__EXERCISE PROMPT__
Scan the following material for the string "tokio" and copy each line in which it appears.

__SUPPLIED RECORDS__
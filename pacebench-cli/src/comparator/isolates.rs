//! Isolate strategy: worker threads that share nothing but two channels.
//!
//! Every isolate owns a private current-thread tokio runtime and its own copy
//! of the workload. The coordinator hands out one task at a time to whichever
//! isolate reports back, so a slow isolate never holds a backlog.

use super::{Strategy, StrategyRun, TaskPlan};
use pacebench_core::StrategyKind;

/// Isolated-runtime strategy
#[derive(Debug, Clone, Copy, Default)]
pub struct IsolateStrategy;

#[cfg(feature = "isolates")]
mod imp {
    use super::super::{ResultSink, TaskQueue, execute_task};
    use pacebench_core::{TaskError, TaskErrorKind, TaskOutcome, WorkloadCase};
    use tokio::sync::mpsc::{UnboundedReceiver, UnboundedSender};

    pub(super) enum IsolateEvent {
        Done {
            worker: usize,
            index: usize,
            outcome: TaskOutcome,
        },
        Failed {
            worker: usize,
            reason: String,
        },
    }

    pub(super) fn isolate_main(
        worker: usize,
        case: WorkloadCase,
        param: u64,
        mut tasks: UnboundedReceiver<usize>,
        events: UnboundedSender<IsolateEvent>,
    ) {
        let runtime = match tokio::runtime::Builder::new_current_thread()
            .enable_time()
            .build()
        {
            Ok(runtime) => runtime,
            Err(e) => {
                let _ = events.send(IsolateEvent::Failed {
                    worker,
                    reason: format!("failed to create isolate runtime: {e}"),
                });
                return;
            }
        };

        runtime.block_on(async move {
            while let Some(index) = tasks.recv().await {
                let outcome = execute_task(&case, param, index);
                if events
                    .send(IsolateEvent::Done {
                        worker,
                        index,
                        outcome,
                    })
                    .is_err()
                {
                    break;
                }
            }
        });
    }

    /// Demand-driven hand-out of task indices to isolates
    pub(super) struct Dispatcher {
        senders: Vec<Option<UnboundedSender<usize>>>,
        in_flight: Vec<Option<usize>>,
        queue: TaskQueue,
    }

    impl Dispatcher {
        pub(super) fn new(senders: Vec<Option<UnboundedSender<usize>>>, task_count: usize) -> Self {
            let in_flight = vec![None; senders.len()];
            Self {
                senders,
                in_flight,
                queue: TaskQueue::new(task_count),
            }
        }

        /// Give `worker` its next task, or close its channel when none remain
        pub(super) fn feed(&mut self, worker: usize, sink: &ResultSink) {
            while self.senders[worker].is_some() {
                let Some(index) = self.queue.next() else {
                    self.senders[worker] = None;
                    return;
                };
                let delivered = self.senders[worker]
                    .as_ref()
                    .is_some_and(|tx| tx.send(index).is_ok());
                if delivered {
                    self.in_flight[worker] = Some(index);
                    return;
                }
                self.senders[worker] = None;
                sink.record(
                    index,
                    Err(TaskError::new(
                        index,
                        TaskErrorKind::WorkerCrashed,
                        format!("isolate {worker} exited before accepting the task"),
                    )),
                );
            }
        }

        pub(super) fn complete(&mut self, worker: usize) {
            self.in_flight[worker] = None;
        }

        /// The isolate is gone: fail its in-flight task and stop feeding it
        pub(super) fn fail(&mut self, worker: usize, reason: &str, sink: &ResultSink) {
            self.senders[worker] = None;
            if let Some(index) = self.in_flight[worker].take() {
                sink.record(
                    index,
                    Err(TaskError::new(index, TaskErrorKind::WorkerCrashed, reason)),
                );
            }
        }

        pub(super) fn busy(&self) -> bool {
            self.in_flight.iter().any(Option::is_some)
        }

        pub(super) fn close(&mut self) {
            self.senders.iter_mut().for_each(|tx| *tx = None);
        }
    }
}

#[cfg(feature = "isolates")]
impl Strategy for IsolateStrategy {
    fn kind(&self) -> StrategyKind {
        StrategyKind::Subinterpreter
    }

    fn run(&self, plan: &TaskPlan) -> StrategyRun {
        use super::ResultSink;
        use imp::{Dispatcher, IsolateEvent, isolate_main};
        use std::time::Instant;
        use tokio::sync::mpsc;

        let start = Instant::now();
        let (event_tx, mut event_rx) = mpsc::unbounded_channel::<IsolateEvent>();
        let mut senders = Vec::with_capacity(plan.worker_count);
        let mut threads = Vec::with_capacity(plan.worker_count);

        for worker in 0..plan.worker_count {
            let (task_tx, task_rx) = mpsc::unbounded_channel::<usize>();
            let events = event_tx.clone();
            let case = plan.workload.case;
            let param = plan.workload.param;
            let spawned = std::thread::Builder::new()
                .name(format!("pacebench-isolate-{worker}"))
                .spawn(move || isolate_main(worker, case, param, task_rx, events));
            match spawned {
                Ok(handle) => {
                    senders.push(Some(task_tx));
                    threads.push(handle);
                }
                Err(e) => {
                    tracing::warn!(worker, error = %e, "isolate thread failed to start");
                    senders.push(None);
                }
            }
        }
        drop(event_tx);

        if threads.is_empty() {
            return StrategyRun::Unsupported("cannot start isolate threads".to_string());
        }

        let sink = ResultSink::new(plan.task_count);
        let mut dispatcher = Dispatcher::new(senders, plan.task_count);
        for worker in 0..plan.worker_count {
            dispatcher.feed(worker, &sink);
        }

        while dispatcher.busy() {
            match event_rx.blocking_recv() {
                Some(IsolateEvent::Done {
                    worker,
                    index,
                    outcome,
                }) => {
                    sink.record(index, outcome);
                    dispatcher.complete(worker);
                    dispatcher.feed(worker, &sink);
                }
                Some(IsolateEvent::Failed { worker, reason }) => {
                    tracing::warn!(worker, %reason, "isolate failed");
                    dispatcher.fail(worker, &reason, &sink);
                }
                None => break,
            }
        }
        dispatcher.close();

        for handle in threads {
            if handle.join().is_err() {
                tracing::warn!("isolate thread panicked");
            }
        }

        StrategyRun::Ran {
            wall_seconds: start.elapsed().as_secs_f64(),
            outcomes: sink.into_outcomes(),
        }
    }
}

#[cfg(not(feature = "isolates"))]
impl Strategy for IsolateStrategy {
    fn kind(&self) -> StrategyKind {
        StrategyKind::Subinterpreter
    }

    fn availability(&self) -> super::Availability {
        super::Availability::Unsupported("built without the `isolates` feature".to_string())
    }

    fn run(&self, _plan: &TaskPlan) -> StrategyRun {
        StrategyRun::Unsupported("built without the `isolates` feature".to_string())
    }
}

__TASK OUTPUT__
//! Every isolate owns a private current-thread tokio runtime and its own copy
    use tokio::sync::mpsc::{UnboundedReceiver, UnboundedSender};
        let runtime = match tokio::runtime::Builder::new_current_thread()
        use tokio::sync::mpsc;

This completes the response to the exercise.